- Your objective
Would you set down every entry again, exactly as written?

- Records shown
════════════════

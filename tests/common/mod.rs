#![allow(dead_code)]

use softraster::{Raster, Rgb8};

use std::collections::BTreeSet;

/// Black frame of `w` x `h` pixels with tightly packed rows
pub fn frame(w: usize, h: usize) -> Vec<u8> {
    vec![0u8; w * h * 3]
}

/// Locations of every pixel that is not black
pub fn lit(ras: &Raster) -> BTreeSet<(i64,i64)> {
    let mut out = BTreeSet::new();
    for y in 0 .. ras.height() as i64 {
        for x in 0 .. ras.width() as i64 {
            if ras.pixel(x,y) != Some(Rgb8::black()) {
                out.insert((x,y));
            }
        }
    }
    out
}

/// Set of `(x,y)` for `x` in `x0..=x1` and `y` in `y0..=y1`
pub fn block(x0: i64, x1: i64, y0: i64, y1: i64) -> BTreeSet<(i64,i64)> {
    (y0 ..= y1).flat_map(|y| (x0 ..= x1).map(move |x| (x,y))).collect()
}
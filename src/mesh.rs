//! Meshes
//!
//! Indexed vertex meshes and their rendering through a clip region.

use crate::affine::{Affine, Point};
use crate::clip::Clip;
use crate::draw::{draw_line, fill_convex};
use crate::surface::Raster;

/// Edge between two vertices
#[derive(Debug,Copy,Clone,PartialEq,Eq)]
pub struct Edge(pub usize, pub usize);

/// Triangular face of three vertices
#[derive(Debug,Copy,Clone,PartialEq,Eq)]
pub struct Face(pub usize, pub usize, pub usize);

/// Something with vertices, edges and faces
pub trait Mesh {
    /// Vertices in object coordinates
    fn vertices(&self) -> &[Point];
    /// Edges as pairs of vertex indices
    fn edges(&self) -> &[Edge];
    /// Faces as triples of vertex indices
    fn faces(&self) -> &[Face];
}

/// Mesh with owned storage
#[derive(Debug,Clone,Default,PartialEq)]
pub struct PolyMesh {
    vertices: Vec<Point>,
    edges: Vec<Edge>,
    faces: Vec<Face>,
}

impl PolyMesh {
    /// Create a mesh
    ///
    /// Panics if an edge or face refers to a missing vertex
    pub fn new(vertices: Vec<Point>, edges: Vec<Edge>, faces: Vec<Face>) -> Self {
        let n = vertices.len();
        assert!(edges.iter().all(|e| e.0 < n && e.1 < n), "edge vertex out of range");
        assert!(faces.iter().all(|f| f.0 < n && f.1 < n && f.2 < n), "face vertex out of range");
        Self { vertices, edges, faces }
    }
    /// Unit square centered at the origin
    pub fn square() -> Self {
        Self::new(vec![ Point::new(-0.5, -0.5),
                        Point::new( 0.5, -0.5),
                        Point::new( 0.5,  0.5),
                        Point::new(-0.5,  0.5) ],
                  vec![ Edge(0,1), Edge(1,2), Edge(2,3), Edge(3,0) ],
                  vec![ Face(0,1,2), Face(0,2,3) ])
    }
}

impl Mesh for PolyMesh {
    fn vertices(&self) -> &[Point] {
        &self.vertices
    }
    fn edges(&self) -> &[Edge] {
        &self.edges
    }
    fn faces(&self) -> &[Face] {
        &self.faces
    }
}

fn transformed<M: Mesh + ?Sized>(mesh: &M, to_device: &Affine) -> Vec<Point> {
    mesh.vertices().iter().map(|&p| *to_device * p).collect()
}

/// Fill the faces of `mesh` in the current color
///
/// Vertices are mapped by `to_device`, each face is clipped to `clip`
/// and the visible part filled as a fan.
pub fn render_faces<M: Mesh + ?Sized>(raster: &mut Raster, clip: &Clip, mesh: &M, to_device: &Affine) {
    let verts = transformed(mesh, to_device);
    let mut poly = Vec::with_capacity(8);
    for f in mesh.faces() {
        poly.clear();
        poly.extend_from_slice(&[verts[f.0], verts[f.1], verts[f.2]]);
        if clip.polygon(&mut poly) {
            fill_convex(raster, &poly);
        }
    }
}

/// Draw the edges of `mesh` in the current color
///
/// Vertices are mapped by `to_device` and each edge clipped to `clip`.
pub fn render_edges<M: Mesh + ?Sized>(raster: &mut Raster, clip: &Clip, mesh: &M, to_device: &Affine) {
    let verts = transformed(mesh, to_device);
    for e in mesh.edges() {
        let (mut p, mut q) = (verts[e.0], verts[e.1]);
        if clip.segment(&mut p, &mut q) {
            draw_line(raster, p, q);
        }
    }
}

════════════════

- Solution to this problem
filename tests/common/mod.rs
#![allow(dead_code)]

use softraster::{Raster, Rgb8};

use std::collections::BTreeSet;

/// Black frame of `w` x `h` pixels with tightly packed rows
pub fn frame(w: usize, h: usize) -> Vec<u8> {
    vec![0u8; w * h * 3]
}

/// Locations of every pixel that is not black
pub fn lit(ras: &Raster) -> BTreeSet<(i64,i64)> {
    let mut out = BTreeSet::new();
    for y in 0 .. ras.height() as i64 {
        for x in 0 .. ras.width() as i64 {
            if ras.pixel(x,y) != Some(Rgb8::black()) {
                out.insert((x,y));
            }
        }
    }
    out
}

/// Set of `(x,y)` for `x` in `x0..=x1` and `y` in `y0..=y1`
pub fn block(x0: i64, x1: i64, y0: i64, y1: i64) -> BTreeSet<(i64,i64)> {
    (y0 ..= y1).flat_map(|y| (x0 ..= x1).map(move |x| (x,y))).collect()
}
filename src/mesh.rs
//! Meshes
//!
//! Indexed vertex meshes and their rendering through a clip region.

use crate::affine::{Affine, Point};
use crate::clip::Clip;
use crate::draw::{draw_line, fill_convex};
use crate::surface::Raster;

/// Edge between two vertices
#[derive(Debug,Copy,Clone,PartialEq,Eq)]
pub struct Edge(pub usize, pub usize);

/// Triangular face of three vertices
#[derive(Debug,Copy,Clone,PartialEq,Eq)]
pub struct Face(pub usize, pub usize, pub usize);

/// Something with vertices, edges and faces
pub trait Mesh {
    /// Vertices in object coordinates
    fn vertices(&self) -> &[Point];
    /// Edges as pairs of vertex indices
    fn edges(&self) -> &[Edge];
    /// Faces as triples of vertex indices
    fn faces(&self) -> &[Face];
}

/// Mesh with owned storage
#[derive(Debug,Clone,Default,PartialEq)]
pub struct PolyMesh {
    vertices: Vec<Point>,
    edges: Vec<Edge>,
    faces: Vec<Face>,
}

impl PolyMesh {
    /// Create a mesh
    ///
    /// Panics if an edge or face refers to a missing vertex
    pub fn new(vertices: Vec<Point>, edges: Vec<Edge>, faces: Vec<Face>) -> Self {
        let n = vertices.len();
        assert!(edges.iter().all(|e| e.0 < n && e.1 < n), "edge vertex out of range");
        assert!(faces.iter().all(|f| f.0 < n && f.1 < n && f.2 < n), "face vertex out of range");
        Self { vertices, edges, faces }
    }
    /// Unit square centered at the origin
    pub fn square() -> Self {
        Self::new(vec![ Point::new(-0.5, -0.5),
                        Point::new( 0.5, -0.5),
                        Point::new( 0.5,  0.5),
                        Point::new(-0.5,  0.5) ],
                  vec![ Edge(0,1), Edge(1,2), Edge(2,3), Edge(3,0) ],
                  vec![ Face(0,1,2), Face(0,2,3) ])
    }
}

impl Mesh for PolyMesh {
    fn vertices(&self) -> &[Point] {
        &self.vertices
    }
    fn edges(&self) -> &[Edge] {
        &self.edges
    }
    fn faces(&self) -> &[Face] {
        &self.faces
    }
}

fn transformed<M: Mesh + ?Sized>(mesh: &M, to_device: &Affine) -> Vec<Point> {
    mesh.vertices().iter().map(|&p| *to_device * p).collect()
}

/// Fill the faces of `mesh` in the current color
///
/// Vertices are mapped by `to_device`, each face is clipped to `clip`
/// and the visible part filled as a fan.
pub fn render_faces<M: Mesh + ?Sized>(raster: &mut Raster, clip: &Clip, mesh: &M, to_device: &Affine) {
    let verts = transformed(mesh, to_device);
    let mut poly = Vec::with_capacity(8);
    for f in mesh.faces() {
        poly.clear();
        poly.extend_from_slice(&[verts[f.0], verts[f.1], verts[f.2]]);
        if clip.polygon(&mut poly) {
            fill_convex(raster, &poly);
        }
    }
}

/// Draw the edges of `mesh` in the current color
///
/// Vertices are mapped by `to_device` and each edge clipped to `clip`.
pub fn render_edges<M: Mesh + ?Sized>(raster: &mut Raster, clip: &Clip, mesh: &M, to_device: &Affine) {
    let verts = transformed(mesh, to_device);
    for e in mesh.edges() {
        let (mut p, mut q) = (verts[e.0], verts[e.1]);
        if clip.segment(&mut p, &mut q) {
            draw_line(raster, p, q);
        }
    }
}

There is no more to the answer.